In the first quarter, the company's net income plummeted 69% year over year to $118 million. Earnings per share (EPS) fell 68% to $0.12. Those declines largely stemmed from KeyCorp's move to boost its credit loss provision by $359 million in anticipation of a surge in loan defaults due to the COVID-19 pandemic -- 479% more than it set aside to cover such losses in Q1 2019. This was not unusual in the industry, as most banks' bottom lines have taken a hit as they prepare for significantly higher credit losses.
In short, KeyCorp's latest headline numbers donʻt look good. But if you look beyond them, you will find that the bank is a solid value right now. Hereʻs why.
KeyCorp's stock price is down about 44% on the year, and that's after it recovered by more than 38% since it closed at a 52-week low of $8.16 on March 18. It is now trading at about $11.28 per share with an extremely low P/E ratio under 8.4 and price to tangible book value under 0.90.
Also, the company has great liquidity, with $50 billion in liquid assets and unused borrowing capacity. It has a liquidity coverage ratio (LCR) of around 120%, which is well north of the target of 100% and the minimum of 70%. The LCR gauges a bank's ability to meet its obligations using only highly liquid assets.
Also, expenses were down year over year and the company has a low debt-to-equity ratio of 0.89. Further, its Common Equity Tier 1 ratio, which measures its core capital divided by risk-weighted assets, is a sturdy 8.75 with current expected credit losses fully phased in. That is well above the minimum requirement, which means the company is financially sound enough to weather a downturn.
"We did spend a lot of focus and time on the strength of our balance sheet and our risk profile, as well as our liquidity and being good stewards of our capital," said outgoing CEO Beth Mooney on the Q1 earnings call last month.
That work was done to ensure the bank could keep operating and extend capital to its customers even through a period of economic stress. "As you can tell, in the face of this, we, indeed, are extending that support both through the PPP [Paycheck Protection Program], as well as line draws," she said.
Mooney stepped down as chief executive on May 1. When she took the reins in 2011, she became the first female CEO of a top 20 U.S. bank. Over the past nine years, KeyCorp has posted average annual returns of 9.6%. Her successor, announced last September, is Chris Gorman, who had been president and CFO.
Onward and upward
Another reason why KeyCorp is a good buy right now is its earnings potential. Revenue was down 3.6% in the quarter to $1.4 billion overall, but in the consumer bank segment, it was up 1.9% to $820 million. Revenue fell 10.4% to $629 million in the commercial bank business.

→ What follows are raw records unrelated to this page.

//! Normalization of raw hub rows into typed records.
//!
//! Every function here is pure. A row that cannot be normalized (no symbol,
//! unknown settlement code) is dropped with a warning; the other rows of the
//! same frame are unaffected.
//!
//! # Number format
//!
//! Numeric fields arrive either as JSON numbers or as strings in the
//! Argentine locale, where `.` groups thousands and `,` is the decimal
//! separator (`"1.234,5"` is 1234.5). `"-"`, empty strings, `null` and
//! missing fields all mean "not available" and become `None`.

use std::collections::HashMap;

use chrono::{NaiveDate, NaiveDateTime, NaiveTime};
use serde_json::{Map, Value};

use crate::constants::{GROUP_OPTIONS, GROUP_REPOS};
use crate::types::enums::{Board, HoldingTerm, OptionKind, Settlement};
use crate::types::order_book::{OrderBook, PriceLevel};
use crate::types::quotes::{OptionContract, OptionQuote, PersonalPortfolioEntry, Quote, RepoQuote};
use crate::ws::protocol::{FrameKind, HubMessage};

/// A normalized record ready for dispatch.
#[derive(Debug, Clone, PartialEq)]
pub enum MarketEvent {
    Security(Quote),
    Option(OptionQuote),
    Repo(RepoQuote),
    OrderBook(OrderBook),
    PersonalPortfolio(PersonalPortfolioEntry),
}

/// Why a row was dropped.
#[derive(Debug, Clone, PartialEq, Eq, thiserror::Error)]
pub enum RowError {
    #[error("row has no symbol")]
    MissingSymbol,
    #[error("unknown settlement code {0:?}")]
    UnknownSettlement(String),
    #[error("row has no strike price")]
    NotAnOption,
}

type RowResult<T> = std::result::Result<T, RowError>;

// ---------------------------------------------------------------------------
// Entry points
// ---------------------------------------------------------------------------

/// Normalize every row of a hub message, in arrival order.
pub fn normalize(message: HubMessage) -> Vec<MarketEvent> {
    let rows = dedup_rows(message.rows);
    match message.kind {
        FrameKind::SecuritiesOptionsRepos => rows
            .iter()
            .filter_map(|row| keep(normalize_board_row(row), row))
            .collect(),
        FrameKind::PersonalPortfolio => rows
            .iter()
            .filter_map(|row| keep(portfolio_entry(row), row))
            .map(MarketEvent::PersonalPortfolio)
            .collect(),
        FrameKind::OrderBook => rows
            .iter()
            .filter_map(|row| keep(order_book(row), row))
            .map(MarketEvent::OrderBook)
            .collect(),
    }
}

/// Normalize a `broadcast` row into a security, option or repo quote.
///
/// The row's `Group` decides the board kind.
pub fn normalize_board_row(row: &Value) -> RowResult<MarketEvent> {
    match Row::new(row).text("Group").as_deref() {
        Some(GROUP_REPOS) => repo_quote(row).map(MarketEvent::Repo),
        Some(GROUP_OPTIONS) => option_quote(row).map(MarketEvent::Option),
        _ => security_quote(row).map(MarketEvent::Security),
    }
}

fn keep<T>(result: RowResult<T>, row: &Value) -> Option<T> {
    match result {
        Ok(v) => Some(v),
        Err(RowError::NotAnOption) => {
            tracing::trace!(symbol = ?Row::new(row).text("Symbol"), "Skipping non-option row");
            None
        }
        Err(e) => {
            tracing::warn!(
                symbol = ?Row::new(row).text("Symbol"),
                error = %e,
                "Dropping malformed quote row"
            );
            None
        }
    }
}

/// Collapse duplicate `(Symbol, Term)` rows to their last occurrence.
///
/// Each key keeps the position of its first occurrence.
pub fn dedup_rows(rows: Vec<Value>) -> Vec<Value> {
    let mut index: HashMap<(Option<String>, Option<String>), usize> = HashMap::new();
    let mut out: Vec<Value> = Vec::with_capacity(rows.len());
    for row in rows {
        let key = {
            let r = Row::new(&row);
            (r.text("Symbol"), r.text("Term"))
        };
        match index.get(&key) {
            Some(&i) => out[i] = row,
            None => {
                index.insert(key, out.len());
                out.push(row);
            }
        }
    }
    out
}

// ---------------------------------------------------------------------------
// Per board kind
// ---------------------------------------------------------------------------

fn security_quote(row: &Value) -> RowResult<Quote> {
    let r = Row::new(row);
    Ok(Quote {
        symbol: r.symbol()?,
        settlement: r.settlement()?,
        board: r.text("Panel").as_deref().and_then(Board::from_code),
        bid_size: r.num("BuyQuantity"),
        bid: r.num("BuyPrice"),
        ask: r.num("SellPrice"),
        ask_size: r.num("SellQuantity"),
        last: r.num("LastPrice"),
        change: r.num("VariationRate"),
        open: r.num("StartPrice"),
        high: r.num("MaxPrice"),
        low: r.num("MinPrice"),
        previous_close: r.num("PreviousClose"),
        turnover: r.num("TotalAmountTraded"),
        volume: r.num("TotalQuantityTraded"),
        operations: r.num("Trades"),
        datetime: r.datetime(),
    })
}

fn option_contract(r: &Row<'_>) -> Option<OptionContract> {
    let strike = r.num("StrikePrice").filter(|s| *s > 0.0)?;
    Some(OptionContract {
        expiration: r.date("MaturityDate"),
        strike,
        kind: r.num("PutOrCall").and_then(|c| OptionKind::from_code(c as i64)),
        underlying: r.text("Issuer"),
    })
}

fn option_quote(row: &Value) -> RowResult<OptionQuote> {
    let r = Row::new(row);
    let symbol = r.symbol()?;
    let contract = option_contract(&r).ok_or(RowError::NotAnOption)?;
    Ok(OptionQuote {
        symbol,
        bid_size: r.num("BuyQuantity"),
        bid: r.num("BuyPrice"),
        ask: r.num("SellPrice"),
        ask_size: r.num("SellQuantity"),
        last: r.num("LastPrice"),
        change: r.num("VariationRate"),
        open: r.num("StartPrice"),
        high: r.num("MaxPrice"),
        low: r.num("MinPrice"),
        previous_close: r.num("PreviousClose"),
        turnover: r.num("TotalAmountTraded"),
        volume: r.num("TotalQuantityTraded"),
        operations: r.num("Trades"),
        datetime: r.datetime(),
        contract,
    })
}

fn repo_quote(row: &Value) -> RowResult<RepoQuote> {
    let r = Row::new(row);
    Ok(RepoQuote {
        symbol: r.symbol()?,
        days: r.num("CantDias").and_then(non_negative_int),
        term: r.text("Term").unwrap_or_default(),
        bid_amount: r.num("BuyQuantity"),
        bid_rate: r.num("BuyPrice"),
        ask_rate: r.num("SellPrice"),
        ask_amount: r.num("SellQuantity"),
        last: r.num("LastPrice"),
        change: r.num("VariationRate"),
        open: r.num("StartPrice"),
        high: r.num("MaxPrice"),
        low: r.num("MinPrice"),
        previous_close: r.num("PreviousClose"),
        turnover: r.num("TotalAmountTraded"),
        volume: r.num("TotalQuantityTraded"),
        operations: r.num("Trades"),
        datetime: r.datetime(),
    })
}

fn order_book(row: &Value) -> RowResult<OrderBook> {
    let r = Row::new(row);
    let symbol = r.symbol()?;
    let settlement = r.settlement()?;
    let (bids, asks) = depth(row);
    Ok(OrderBook {
        symbol,
        settlement,
        bids,
        asks,
    })
}

/// Buy and sell levels of a row's `StockDepthBox`, empty when absent.
fn depth(row: &Value) -> (Vec<PriceLevel>, Vec<PriceLevel>) {
    let depth = row
        .get("StockDepthBox")
        .and_then(|b| b.get("PriceDepthBox"))
        .filter(|d| d.is_object());
    let side = |name: &str, qty: &str, price: &str| {
        depth
            .and_then(|d| d.get(name))
            .and_then(Value::as_array)
            .map(|levels| price_levels(levels, qty, price))
            .unwrap_or_default()
    };
    (
        side("BuySide", "BuyQuantity", "BuyPrice"),
        side("SellSide", "SellQuantity", "SellPrice"),
    )
}

fn price_levels(levels: &[Value], qty_key: &str, price_key: &str) -> Vec<PriceLevel> {
    let mut out: Vec<PriceLevel> = levels
        .iter()
        .filter_map(|level| {
            let l = Row::new(level);
            let position = l
                .num("Pos")
                .and_then(non_negative_int)
                .and_then(|p| u8::try_from(p).ok())?;
            Some(PriceLevel {
                position,
                price: l.num(price_key),
                size: l.num(qty_key),
                orders: l.num("NumberOfOrders").and_then(non_negative_int),
            })
        })
        .collect();
    out.sort_by_key(|l| l.position);
    out
}

fn portfolio_entry(row: &Value) -> RowResult<PersonalPortfolioEntry> {
    let r = Row::new(row);
    let symbol = r.symbol()?;
    let contract = option_contract(&r);
    let term = match contract {
        Some(_) => HoldingTerm::Option,
        None => {
            let code = r.text("Term").unwrap_or_default();
            HoldingTerm::from_wire(&symbol, &code).ok_or(RowError::UnknownSettlement(code))?
        }
    };
    let (bids, asks) = depth(row);
    Ok(PersonalPortfolioEntry {
        symbol,
        term,
        bid_size: r.num("BuyQuantity"),
        bid: r.num("BuyPrice"),
        ask: r.num("SellPrice"),
        ask_size: r.num("SellQuantity"),
        last: r.num("LastPrice"),
        change: r.num("VariationRate"),
        open: r.num("StartPrice"),
        high: r.num("MaxPrice"),
        low: r.num("MinPrice"),
        previous_close: r.num("PreviousClose"),
        turnover: r.num("TotalAmountTraded"),
        volume: r.num("TotalQuantityTraded"),
        operations: r.num("Trades"),
        datetime: r.datetime(),
        contract,
        bids,
        asks,
    })
}

// ---------------------------------------------------------------------------
// Field access
// ---------------------------------------------------------------------------

/// Parse a numeric field. See the module docs for the accepted formats.
pub fn parse_number(value: &Value) -> Option<f64> {
    match value {
        Value::Number(n) => n.as_f64().filter(|f| f.is_finite()),
        Value::String(s) => {
            let s = s.trim();
            if s.is_empty() || s == "-" {
                return None;
            }
            s.replace('.', "")
                .replace(',', ".")
                .parse::<f64>()
                .ok()
                .filter(|f| f.is_finite())
        }
        _ => None,
    }
}

fn non_negative_int(v: f64) -> Option<u32> {
    (v >= 0.0 && v <= f64::from(u32::MAX)).then(|| v as u32)
}

struct Row<'a> {
    fields: Option<&'a Map<String, Value>>,
}

impl<'a> Row<'a> {
    fn new(value: &'a Value) -> Self {
        Self {
            fields: value.as_object(),
        }
    }

    fn get(&self, key: &str) -> Option<&'a Value> {
        self.fields.and_then(|f| f.get(key))
    }

    fn num(&self, key: &str) -> Option<f64> {
        self.get(key).and_then(parse_number)
    }

    fn text(&self, key: &str) -> Option<String> {
        match self.get(key)? {
            Value::String(s) => {
                let s = s.trim();
                (!s.is_empty()).then(|| s.to_owned())
            }
            Value::Number(n) => Some(n.to_string()),
            _ => None,
        }
    }

    fn symbol(&self) -> RowResult<String> {
        self.text("Symbol")
            .map(|s| s.to_uppercase())
            .ok_or(RowError::MissingSymbol)
    }

    fn settlement(&self) -> RowResult<Settlement> {
        let code = self.text("Term").unwrap_or_default();
        Settlement::from_code(&code).ok_or(RowError::UnknownSettlement(code))
    }

    fn date(&self, key: &str) -> Option<NaiveDate> {
        NaiveDate::parse_from_str(&self.text(key)?, "%Y%m%d").ok()
    }

    fn datetime(&self) -> Option<NaiveDateTime> {
        let date = self.date("TradeDate")?;
        let time = NaiveTime::parse_from_str(&self.text("Hour")?, "%H:%M:%S%.f").ok()?;
        Some(date.and_time(time))
    }
}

KeyCorp saw a slight gain in net interest income to $989 million, up from $987 million the previous year. The increase was due to higher earning asset balances, which offset lower net interest margin due to lower interest rates. The net interest margin was 3.01%, down from 3.13% a year ago.

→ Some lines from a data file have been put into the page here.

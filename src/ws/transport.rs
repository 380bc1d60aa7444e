//! The seams between the session and the outside world.
//!
//! A [`Transport`] opens a [`Link`]: a write half that accepts hub
//! invocations and a stream of raw text frames. The stream ending (or
//! yielding an error) means the connection dropped. [`SignalRTransport`]
//! is the production implementation; tests plug in an in-memory one.
//!
//! [`SignalRTransport`]: crate::ws::signalr::SignalRTransport

use async_trait::async_trait;
use futures_util::stream::BoxStream;

use crate::auth::AuthContext;
use crate::error::Result;
use crate::types::quotes::PortfolioSymbol;

/// Write half of an open connection.
#[async_trait]
pub trait CommandSink: Send {
    /// Send one text frame.
    async fn send(&mut self, text: String) -> Result<()>;

    /// Close the connection. Called at most once; errors are logged only.
    async fn close(&mut self) -> Result<()>;
}

/// An open connection to the hub.
pub struct Link {
    pub sink: Box<dyn CommandSink>,
    pub frames: BoxStream<'static, Result<String>>,
}

impl std::fmt::Debug for Link {
    fn fmt(&self, f: &mut std::fmt::Formatter<'_>) -> std::fmt::Result {
        f.debug_struct("Link").finish_non_exhaustive()
    }
}

/// Something that can open connections to the hub.
#[async_trait]
pub trait Transport: Send + Sync + 'static {
    /// Perform the full handshake and return the open link.
    ///
    /// Rejected credentials must surface as
    /// [`HomeBrokerError::Authentication`](crate::error::HomeBrokerError::Authentication)
    /// so the session stops retrying.
    async fn open(&self, auth: &AuthContext) -> Result<Link>;
}

/// Lists the holdings the personal portfolio subscription expands to.
#[async_trait]
pub trait PortfolioSource: Send + Sync + 'static {
    async fn holdings(&self) -> Result<Vec<PortfolioSymbol>>;
}

#[async_trait]
impl PortfolioSource for Vec<PortfolioSymbol> {
    async fn holdings(&self) -> Result<Vec<PortfolioSymbol>> {
        Ok(self.clone())
    }
}
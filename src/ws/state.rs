//! Connection state machine.
//!
//! ```text
//!  Disconnected ──► Connecting ──► Connected ──► Reconnecting ──► Connecting
//!       ▲               │              │               │
//!       └───────────────┴──────────────┴───────────────┘
//! ```
//!
//! A failed reconnect attempt moves `Connecting` back to `Reconnecting`.
//! Any other transition is rejected.

use std::fmt;

use tokio::sync::watch;

use crate::error::{HomeBrokerError, Result};

/// Lifecycle state of a streaming session.
#[derive(Debug, Clone, Copy, PartialEq, Eq, Hash, Default)]
pub enum ConnectionState {
    #[default]
    Disconnected,
    Connecting,
    Connected,
    Reconnecting,
}

impl ConnectionState {
    /// Whether the machine may move from `self` to `next`.
    pub fn can_transition_to(self, next: ConnectionState) -> bool {
        use ConnectionState::*;
        matches!(
            (self, next),
            (Disconnected, Connecting)
                | (Connecting, Connected)
                | (Connecting, Disconnected)
                | (Connecting, Reconnecting)
                | (Connected, Reconnecting)
                | (Connected, Disconnected)
                | (Reconnecting, Connecting)
                | (Reconnecting, Disconnected)
        )
    }

    /// Whether commands can be written to the transport.
    pub fn is_connected(self) -> bool {
        self == Self::Connected
    }
}

impl fmt::Display for ConnectionState {
    fn fmt(&self, f: &mut fmt::Formatter<'_>) -> fmt::Result {
        let name = match self {
            Self::Disconnected => "disconnected",
            Self::Connecting => "connecting",
            Self::Connected => "connected",
            Self::Reconnecting => "reconnecting",
        };
        f.write_str(name)
    }
}

/// Shared, observable holder of the [`ConnectionState`].
///
/// Transitions are checked and applied atomically under the channel's lock.
#[derive(Debug)]
pub struct StateMachine {
    tx: watch::Sender<ConnectionState>,
}

impl Default for StateMachine {
    fn default() -> Self {
        Self::new()
    }
}

impl StateMachine {
    /// A machine in the `Disconnected` state.
    pub fn new() -> Self {
        let (tx, _) = watch::channel(ConnectionState::Disconnected);
        Self { tx }
    }

    /// The current state.
    pub fn current(&self) -> ConnectionState {
        *self.tx.borrow()
    }

    /// A receiver notified on every transition.
    pub fn subscribe(&self) -> watch::Receiver<ConnectionState> {
        self.tx.subscribe()
    }

    /// Move to `next`, returning the previous state.
    pub fn transition(&self, next: ConnectionState) -> Result<ConnectionState> {
        let mut previous = None;
        self.tx.send_if_modified(|state| {
            if state.can_transition_to(next) {
                previous = Some(*state);
                *state = next;
                true
            } else {
                false
            }
        });

        match previous {
            Some(from) => {
                tracing::debug!(%from, to = %next, "Connection state changed");
                Ok(from)
            }
            None => Err(HomeBrokerError::InvalidState(format!(
                "cannot move from {} to {next}",
                self.current()
            ))),
        }
    }
}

Average loans increased 7.3% to $96.2 billion for the first quarter, led by a 15% spike in average consumer loans due to increases in residential mortgage loans, indirect auto lending, and Laurel Road -- KeyCorp's online lender, which originated $600 million in student consolidation loans in Q1. Average deposits totaled $110.3 billion in the quarter, a 2.7% jump spurred by consumer and commercial relationships.
New CEO Gorman is taking over a company built on a solid foundation to weather this downturn. The next few quarters will be a slog, but after a severe share price plunge, KeyCorp is a great value, and it should start slowly heading back up into 2021.